We developed additional methods of bringing the war home to America. Naturally, we used terror bombings, but we prudently avoided traditional targets. In the last 10 years industrialized countries have perfected security techniques that make attacks against defended facilities very difficult. So we chose a more exposed target: America’s swelling population of politically influential elderly. We planted bombs in elder-care facilities, public parks, medical centers, anywhere we thought they would gather. soon, frightened seniors joined the burgeoning antiwar movement.


Our search for other low-tech ways of attacking America drew us to environmental warfare. We waged it against U.S. agriculture because agriculture was virtually unprotected and within our means to strike. Our proxies spread destructive Mediterranean fruit flies throughout growing areas in California and Florida, and introduced various plant funguses and blights into Midwest grain crops. We also secretly inoculated farm animals with highly contagious diseases.


We used the indirect approach again by attacking other vulnerable targets outside the United States. For example, our agents set huge fires in equatorial rain forests, raising fears in ecologically conscious America that the world’s oxygen supply would be jeopardized. From inside our own borders we attacked the ozone layer by releasing damaging chemicals into the atmosphere. Of course, we did not concern ourselves with the effects of these actions on our own people because our faith told us that the One Above would protect us.


We bragged about our responsibility for all these deeds, staggering Americans with our willingness to attack them in every conceivable way. By the grace of the One Above, there was no method of warfare that we failed to consider: We left AIDS infected needles on bathing beaches and polluted America’s coastlines by scuttling oil tankers we covertly hired. Americans could not enjoy a meal, relax on a beach, or even breathe the air without wondering if they were about to become victims of yet another of our assaults. Just as we destroyed their trust in Government, we destroyed their trust in nature.


You know the rest, my friends. though we rarely defeated the Americans on the battlefield, we were able to inflict such punishment that they were soon pleading for peace at any price. With their economy in ruins, their borders compromised, their people demoralized, and civil unrest everywhere, they could not continue. We had broken their will! They had no choice but to leave us with the lands we conquered and the valuable resources they contain.

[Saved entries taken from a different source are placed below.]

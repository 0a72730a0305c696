//! Integration tests for single-item classification over HTTP

use crate::integration::mock_server::{verdict, MockServerFixture};
use mockito::Matcher;
use serde_json::json;

#[tokio::test]
async fn test_detect_ingredient_over_http() {
    let fixture = MockServerFixture::new().await;
    let mock = {
        let mut server = fixture.server.lock().await;
        server
            .mock("POST", "/")
            .match_header("content-type", "application/json")
            .match_body(Matcher::AllOf(vec![
                Matcher::PartialJson(json!({"model": "openai", "private": true})),
                Matcher::Regex(r#""role":"system""#.to_string()),
                Matcher::Regex(r#""role":"user""#.to_string()),
                Matcher::Regex("'gelatin'".to_string()),
            ]))
            .with_status(200)
            .with_body(
                r#"{"status": "Questionable", "explanation": "depends on the animal source",
                    "confidence": "Medium", "concerns": ["porcine gelatin"]}

Powered by Pollinations.AI"#,
            )
            .expect(1)
            .create_async()
            .await
    };

    let result = fixture.detector().detect_ingredient("gelatin").await;

    mock.assert_async().await;
    assert_eq!(result.subject, "gelatin");
    assert_eq!(result.status, "Questionable");
    assert_eq!(result.explanation, "depends on the animal source");
    assert_eq!(result.confidence, "Medium");
    assert_eq!(result.concerns, vec!["porcine gelatin"]);
}

#[tokio::test]
async fn test_api_key_is_not_sent() {
    let fixture = MockServerFixture::new().await;
    let mock = {
        let mut server = fixture.server.lock().await;
        server
            .mock("POST", "/")
            .match_header("authorization", Matcher::Missing)
            .with_status(200)
            .with_body(verdict("Halal"))
            .expect(1)
            .create_async()
            .await
    };

    let detector = halal_detector::HalalDetector::builder()
        .base_url(&fixture.base_url)
        .api_key("sk-unused")
        .build()
        .unwrap();
    let result = detector.detect_food_item("falafel").await;

    mock.assert_async().await;
    assert_eq!(result.status, "Halal");
}

#[tokio::test]
async fn test_certification_over_http() {
    let fixture = MockServerFixture::new().await;
    let _mock = fixture
        .mock_response(
            200,
            r#"{"has_certification": true, "certifying_body": "IFANCA", "reliability": "High"}"#,
        )
        .await;

    let cert = fixture
        .detector()
        .verify_certification("Acme", "Chicken Nuggets")
        .await;

    assert_eq!(cert.brand, "Acme");
    assert_eq!(cert.product, "Chicken Nuggets");
    assert!(cert.has_certification);
    assert_eq!(cert.certifying_body, "IFANCA");
    assert_eq!(cert.details, "No details available");
}

#[tokio::test]
async fn test_alternatives_over_http() {
    let fixture = MockServerFixture::new().await;
    let _mock = fixture
        .mock_response(
            200,
            r#"{"alternatives": ["a", "b", "c", "d", "e", "f"]}"#,
        )
        .await;

    let alts = fixture.detector().halal_alternatives("pork").await;
    assert_eq!(alts, vec!["a", "b", "c", "d", "e"]);
}

#[tokio::test]
async fn test_listed_meat_sends_nothing() {
    let fixture = MockServerFixture::new().await;
    let mock = {
        let mut server = fixture.server.lock().await;
        server
            .mock("POST", "/")
            .with_status(200)
            .with_body(verdict("Halal"))
            .expect(0)
            .create_async()
            .await
    };

    let detector = fixture.detector();
    assert!(!detector.check_meat_type("Pepperoni").await);
    assert!(detector.check_meat_type("Chicken").await);

    mock.assert_async().await;
}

Of the may mistakes the U.S. made, in adapting to the “revolution in military affairs”, several stand out: America too often assumed that the revolution would favor technologically advanced nations like herself. She failed to consider how enemies with values and philosophies utterly at odds with hers might conduct war in the information age. Despite what many technology-infatuated strategists thought in 1995, cyber-science cannot eliminate the vicious cruelty inherent in human conflict. We taught the Americans that no computer wages war with the exquisite finality of a simple bayonet thrust.


Most critically, America failed to deal decisively with barbarism when confronted by it. Had she demonstrated the will to face her responsibilities as a superpower in the post-Cold War world, nations like ours might not have dared oppose her - we keenly understand brute force and its consequences.


Now the Americans beg for our scraps. So desperate are they that they send their children here to be our servants. We control their future! That is the price of defeat! this, my friends, is the ultimate meaning of the Revolution in Military Affairs! Let us praise The One Above!